Я не утверждаю, конечно, что писатель не должен ненавидеть. Я тоже ненавижу. Ненавижу войну, военщину, насилие, угнетение, лицемерие и бессердечие. Но я считаю, что я как писатель обязан ради правдоподобия и правдивости моего творчества не дать заметить мою ненависть. Должен переработать ее. И это, как мне кажется, вопрос не столько приемов работы; скорее это вопрос самообладания, благоразумия. Не говоря уже о том, что чаще всего ненависть мешает художнику завладеть аудиторией. Она искажает реальность. Делать это можно и гениально, как у Свифта, но искажение нарушает правильность ее понимания, нередко действительность становится и вовсе неузнаваемой. Ведь для ненависти важна не точность, а преувеличение; она стремится не отображать, а извращать; ей не нужна достоверность, для нее достоверность – только средство оказать воздействие.
3
Впрочем, есть такая разновидность литературы, которая, кажется, просто не может обойтись без ненависти, которой ненависть, как кажется, совершенно необходима. Убийственная ирония, сокрушительная насмешка, жгучая острота, едкий сарказм – все это, как представляется, неизбежно присуще ей. Я имею в виду сатиру. И действительно, вполне закономерно, что Свифт – Свифт великий мизантроп и неукротимый ненавистник – был в то же время одним из величайших, обладающих необыкновенным даром слова и фантазий сатириков. Но именно то, что вдохновляло его, служит одной из главных причин, почему я писать, как он, не хочу.

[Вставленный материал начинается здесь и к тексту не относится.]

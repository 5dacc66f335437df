//! DS1302 real-time clock
//!
//! Three-wire interface: CE frames a transfer, bytes are shifted LSB
//! first, and the data line is shared by both directions. A transfer is
//! a command byte (register address, bit 0 set for reads) followed by
//! one data byte.
//!
//! Calendar registers hold BCD. The year register stores two digits,
//! so only 2000-2099 survive a round trip.

use qrclock_core::time::DateTime;
use qrclock_core::traits::Rtc;
use qrclock_hal::{DelayUs, FlexPin, OutputPin};

/// Default pause between line transitions
pub const DEFAULT_DELAY_US: u32 = 1;

/// Year represented by a stored `00`
pub const BASE_YEAR: u16 = 2000;

/// Register addresses (write form; reads set bit 0)
pub mod reg {
    pub const SECONDS: u8 = 0x80;
    pub const MINUTES: u8 = 0x82;
    pub const HOURS: u8 = 0x84;
    pub const DATE: u8 = 0x86;
    pub const MONTH: u8 = 0x88;
    pub const WEEKDAY: u8 = 0x8A;
    pub const YEAR: u8 = 0x8C;
    pub const WRITE_PROTECT: u8 = 0x8E;
    pub const TRICKLE_CHARGE: u8 = 0x90;

    pub const READ: u8 = 0x01;
}

/// Seconds register bit that stops the oscillator
pub const CLOCK_HALT: u8 = 0x80;

/// Trickle charger: one diode, 2 kΩ
pub const TRICKLE_ONE_DIODE_2K: u8 = 0xA5;

/// Decode a packed BCD byte
pub const fn bcd_to_bin(value: u8) -> u8 {
    (value >> 4) * 10 + (value & 0x0F)
}

/// Encode 0-99 as packed BCD
pub const fn bin_to_bcd(value: u8) -> u8 {
    ((value / 10) << 4) | (value % 10)
}

/// DS1302 driver
pub struct Ds1302<CLK, DIO, CE, D> {
    clk: CLK,
    dio: DIO,
    ce: CE,
    delay: D,
    delay_us: u32,
}

impl<CLK, DIO, CE, D> Ds1302<CLK, DIO, CE, D>
where
    CLK: OutputPin,
    DIO: FlexPin,
    CE: OutputPin,
    D: DelayUs,
{
    pub fn new(clk: CLK, dio: DIO, ce: CE, delay: D, delay_us: u32) -> Self {
        Self {
            clk,
            dio,
            ce,
            delay,
            delay_us,
        }
    }

    /// Put the bus in its idle state
    pub fn init(&mut self) {
        self.clk.set_low();
        self.dio.set_as_input();
        self.ce.set_low();
    }

    /// Whether the oscillator is stopped (fresh chip or lost backup power)
    pub fn is_halted(&mut self) -> bool {
        self.read_register(reg::SECONDS) & CLOCK_HALT != 0
    }

    pub fn read_register(&mut self, address: u8) -> u8 {
        self.ce.set_high();
        self.pause();
        self.write_byte(address | reg::READ);
        let value = self.read_byte();
        self.ce.set_low();
        self.pause();
        value
    }

    pub fn write_register(&mut self, address: u8, value: u8) {
        self.ce.set_high();
        self.pause();
        self.write_byte(address);
        self.write_byte(value);
        self.ce.set_low();
        self.pause();
    }

    #[inline]
    fn pause(&mut self) {
        self.delay.delay_us(self.delay_us);
    }

    /// Shift out one byte; leaves the data line released and the clock
    /// low, which also presents the first bit of a read
    fn write_byte(&mut self, byte: u8) {
        self.dio.set_as_output();
        for i in 0..8 {
            self.clk.set_low();
            self.pause();
            self.dio.set_state((byte >> i) & 1 != 0);
            self.pause();
            self.clk.set_high();
            self.pause();
        }
        self.dio.set_as_input();
        self.clk.set_low();
        self.pause();
    }

    fn read_byte(&mut self) -> u8 {
        let mut value = 0;
        for i in 0..8 {
            if self.dio.is_high() {
                value |= 1 << i;
            }
            self.pause();
            self.clk.set_high();
            self.pause();
            self.clk.set_low();
            self.pause();
        }
        value
    }

    fn read_bcd(&mut self, address: u8, mask: u8) -> u8 {
        bcd_to_bin(self.read_register(address) & mask)
    }
}

impl<CLK, DIO, CE, D> Rtc for Ds1302<CLK, DIO, CE, D>
where
    CLK: OutputPin,
    DIO: FlexPin,
    CE: OutputPin,
    D: DelayUs,
{
    fn datetime(&mut self) -> DateTime {
        let second = self.read_bcd(reg::SECONDS, 0x7F);
        let minute = self.read_bcd(reg::MINUTES, 0x7F);
        let hour = self.read_bcd(reg::HOURS, 0x3F);
        let day = self.read_bcd(reg::DATE, 0x3F);
        let month = self.read_bcd(reg::MONTH, 0x1F);
        // Chip counts weekdays 1-7 starting on Sunday
        let weekday = self.read_bcd(reg::WEEKDAY, 0x07).saturating_sub(1) % 7;
        let year = BASE_YEAR + u16::from(self.read_bcd(reg::YEAR, 0xFF));

        DateTime {
            year,
            month,
            day,
            weekday,
            hour,
            minute,
            second,
        }
    }

    fn set_datetime(&mut self, datetime: &DateTime) {
        // Clearing the seconds register also clears the halt bit
        self.write_register(reg::WRITE_PROTECT, 0x00);
        self.write_register(reg::SECONDS, bin_to_bcd(datetime.second));
        self.write_register(reg::MINUTES, bin_to_bcd(datetime.minute));
        self.write_register(reg::HOURS, bin_to_bcd(datetime.hour));
        self.write_register(reg::DATE, bin_to_bcd(datetime.day));
        self.write_register(reg::MONTH, bin_to_bcd(datetime.month));
        self.write_register(reg::WEEKDAY, bin_to_bcd(datetime.weekday % 7 + 1));
        self.write_register(reg::YEAR, bin_to_bcd((datetime.year % 100) as u8));
        self.write_register(reg::TRICKLE_CHARGE, TRICKLE_ONE_DIODE_2K);
    }
}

То, что я сейчас говорю, может показаться странным, так как мне часто доводилось слышать мнение, будто я – прирожденный сатирик. И я действительно написал некоторые вещи, которые, если уж непременно надо раскладывать все по полочкам, внешне в известной мере похожи на сатиру. Именно потому, что я не только постарался вникнуть в сущность сатиры, но и попытался понять ее границы, я считаю, что теперь знаю ее недостатки, и прежде всего свойственные ей опасные качества.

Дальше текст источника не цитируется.